OpenAIは1月7日、健康情報とChatGPTを安全に統合する専用機能「ChatGPT Health」を発表した。同機能は健康に関する情報を理解し、必要な準備を行い、自身の健康を主体的に管理できるよう支援する。

「ChatGPT Health」の概要

現在、健康に関する情報はポータル、アプリ、ウェアラブル、PDF、医療メモなどに分散していることが多く、全体像を把握するのが難しい状況となっており、複雑な医療システムに個人で対応せざるを得ない状況に置かれているという。

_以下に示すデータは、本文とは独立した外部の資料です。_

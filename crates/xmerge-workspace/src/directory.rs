//! Recursive merging of setup and update directories into a workspace.

use std::collections::BTreeSet;
use std::ffi::OsString;
use std::path::{Path, PathBuf};

use anyhow::{Context, Result};
use walkdir::WalkDir;
use xmerge::{MergeReport, MergeVocabulary};

use crate::FileMerger;
use crate::fallback::FallbackMerger;
use crate::properties::PropertiesMerger;
use crate::settings::Settings;
use crate::variables::Variables;
use crate::xml::{XmlFileMerger, check_namespace};

/// File extensions handled by the XML merger.
const XML_EXTENSIONS: &[&str] = &["xml", "xmi", "launch"];

/// File extensions handled by the properties merger.
const PROPERTIES_EXTENSIONS: &[&str] = &["properties", "prefs"];

/// Totals of one directory merge.
#[derive(Debug, Clone, Default, PartialEq, Eq)]
pub struct MergeSummary {
    /// Files a merger was run for.
    pub files: usize,

    /// Files whose merge failed.
    pub errors: usize,

    pub warnings: usize,
}

impl MergeSummary {
    pub fn is_success(&self) -> bool {
        self.errors == 0
    }

    fn record(&mut self, result: &Result<MergeReport>) {
        self.files += 1;
        match result {
            Ok(report) => self.warnings += report.warnings.len(),
            Err(_) => self.errors += 1,
        }
    }

    fn record_inverse(&mut self, result: &Result<bool>) {
        self.files += 1;
        if result.is_err() {
            self.errors += 1;
        }
    }
}

/// Merges a setup tree and an update tree into a workspace tree, choosing
/// a file merger by extension.
#[derive(Debug, Clone, Default)]
pub struct DirectoryMerger {
    xml: XmlFileMerger,
    properties: PropertiesMerger,
    fallback: FallbackMerger,
}

impl DirectoryMerger {
    pub fn new(settings: &Settings) -> Self {
        Self {
            xml: XmlFileMerger::new(settings),
            properties: PropertiesMerger,
            fallback: FallbackMerger,
        }
    }

    pub fn merge(
        &self,
        setup: Option<&Path>,
        update: &Path,
        variables: &Variables,
        workspace: &Path,
    ) -> Result<MergeSummary> {
        let mut summary = MergeSummary::default();
        self.merge_into(setup, update, variables, workspace, &mut summary)?;
        tracing::info!(
            files = summary.files,
            errors = summary.errors,
            warnings = summary.warnings,
            workspace = %workspace.display(),
            "Merge finished"
        );
        Ok(summary)
    }

    fn merge_into(
        &self,
        setup: Option<&Path>,
        update: &Path,
        variables: &Variables,
        workspace: &Path,
        summary: &mut MergeSummary,
    ) -> Result<()> {
        if !setup.is_some_and(Path::is_dir) && !update.is_dir() {
            let merger = self.merger_for(workspace);
            let result = merger.merge(setup, update, variables, workspace);
            if let Err(err) = &result {
                tracing::error!(workspace = %workspace.display(), "{:#}", err);
            }
            summary.record(&result);
            return Ok(());
        }

        let mut children = BTreeSet::new();
        if let Some(setup) = setup {
            add_children(setup, &mut children)?;
        }
        add_children(update, &mut children)?;
        for name in children {
            let setup = setup.map(|setup| setup.join(&name));
            self.merge_into(
                setup.as_deref(),
                &update.join(&name),
                variables,
                &workspace.join(&name),
                summary,
            )?;
        }
        Ok(())
    }

    /// Write workspace changes back into the update tree.
    ///
    /// Walks the update tree; files without a workspace counterpart are
    /// skipped with a warning.
    pub fn inverse_merge(
        &self,
        workspace: &Path,
        variables: &Variables,
        add_new_properties: bool,
        update: &Path,
    ) -> Result<MergeSummary> {
        let mut summary = MergeSummary::default();
        self.inverse_merge_into(workspace, variables, add_new_properties, update, &mut summary)?;
        tracing::info!(
            files = summary.files,
            errors = summary.errors,
            update = %update.display(),
            "Inverse merge finished"
        );
        Ok(summary)
    }

    fn inverse_merge_into(
        &self,
        workspace: &Path,
        variables: &Variables,
        add_new_properties: bool,
        update: &Path,
        summary: &mut MergeSummary,
    ) -> Result<()> {
        if update.is_dir() {
            if !workspace.is_dir() {
                tracing::warn!(workspace = %workspace.display(), "Workspace is missing directory");
                return Ok(());
            }
            tracing::trace!(update = %update.display(), "Traversing directory");
            let mut children = BTreeSet::new();
            add_children(update, &mut children)?;
            for name in children {
                self.inverse_merge_into(
                    &workspace.join(&name),
                    variables,
                    add_new_properties,
                    &update.join(&name),
                    summary,
                )?;
            }
        } else if workspace.exists() {
            tracing::debug!(update = %update.display(), "Merging workspace changes back");
            let result = self
                .merger_for(workspace)
                .inverse_merge(workspace, variables, add_new_properties, update);
            if let Err(err) = &result {
                tracing::error!(update = %update.display(), "{:#}", err);
            }
            summary.record_inverse(&result);
        } else {
            tracing::warn!(workspace = %workspace.display(), "No such file or directory");
        }
        Ok(())
    }

    fn merger_for(&self, file: &Path) -> &dyn FileMerger {
        match file.extension().and_then(|e| e.to_str()) {
            Some(extension) if XML_EXTENSIONS.contains(&extension) => &self.xml,
            Some(extension) if PROPERTIES_EXTENSIONS.contains(&extension) => &self.properties,
            Some(extension) => {
                tracing::trace!(extension, "No structural merger for extension");
                &self.fallback
            }
            None => {
                tracing::debug!(file = %file.display(), "No extension");
                &self.fallback
            }
        }
    }
}

fn add_children(folder: &Path, children: &mut BTreeSet<OsString>) -> Result<()> {
    if !folder.is_dir() {
        return Ok(());
    }
    for entry in WalkDir::new(folder).min_depth(1).max_depth(1) {
        let entry =
            entry.with_context(|| format!("Failed to list children of folder {}", folder.display()))?;
        children.insert(entry.file_name().to_os_string());
    }
    Ok(())
}

/// Run [`check_namespace`] on every XML file under `paths`.
///
/// Returns the files that lack the merge namespace.
pub fn find_outdated(paths: &[PathBuf], vocabulary: &MergeVocabulary) -> Result<Vec<PathBuf>> {
    let mut outdated = Vec::new();
    for path in paths {
        for entry in WalkDir::new(path).sort_by_file_name() {
            let entry = entry.with_context(|| format!("Failed to walk {}", path.display()))?;
            let is_xml = entry
                .path()
                .extension()
                .and_then(|e| e.to_str())
                .is_some_and(|e| XML_EXTENSIONS.contains(&e));
            if entry.file_type().is_file() && is_xml && !check_namespace(entry.path(), vocabulary)? {
                outdated.push(entry.into_path());
            }
        }
    }
    Ok(outdated)
}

健康はChatGPTの主要な利用分野の1つであり、毎週数億人が健康やウェルネスに関する質問をChatGPTにしているとのこと。ChatGPT Healthは、ChatGPT内の他のチャットとは分離された専用スペースとして提供し、Apple ヘルスケアなどのアプリと安全に連携することで、例えば体調を医師に相談する際の質問の具体化や食事・運動プランの整理・検討、保険の選択肢の検討などをサポート。

また、データの管理権限は常にユーザーにあり、OpenAIのシステムから30日以内に完全削除することも選択できる。現在、ウェイティングリストに登録可能で、まずは小規模のユーザーグループから段階的に提供する。

利用開始方法はChatGPT Health アクセスが付与されると、ChatGPTの左側のサイドバーから「ヘルスケア」を選択することで利用できる。なお、医療従事者・医療行為を代替するものではなく、日々の健康の傾向理解、医療専門家との対話に備えることを目的としている。

  • 「ヘルスケア」を選択することで利用できる

    「ヘルスケア」を選択することで利用できる

さらに、プライバシー保護がデフォルトで有効になっており、健康に関する文脈を分離するHealth専用メモリを使用し、ChatGPT全体で会話やファイルはデフォルトで暗号化される。会話やデータは、基盤モデルの学習には使用せず、追加のセキュリティ対策として多要素認証(MFA)を任意で利用可能。

OpenAIは過去1年間にわたりヘルス分野への取り組みを強化し、ヘルスケア領域におけるモデルの性能向上にも注力しており、数百人の医師の知見をもとに設計されたセーフガード(最新のGPT-5モデルにおけるモデルレベルの保護を含む)を備えている。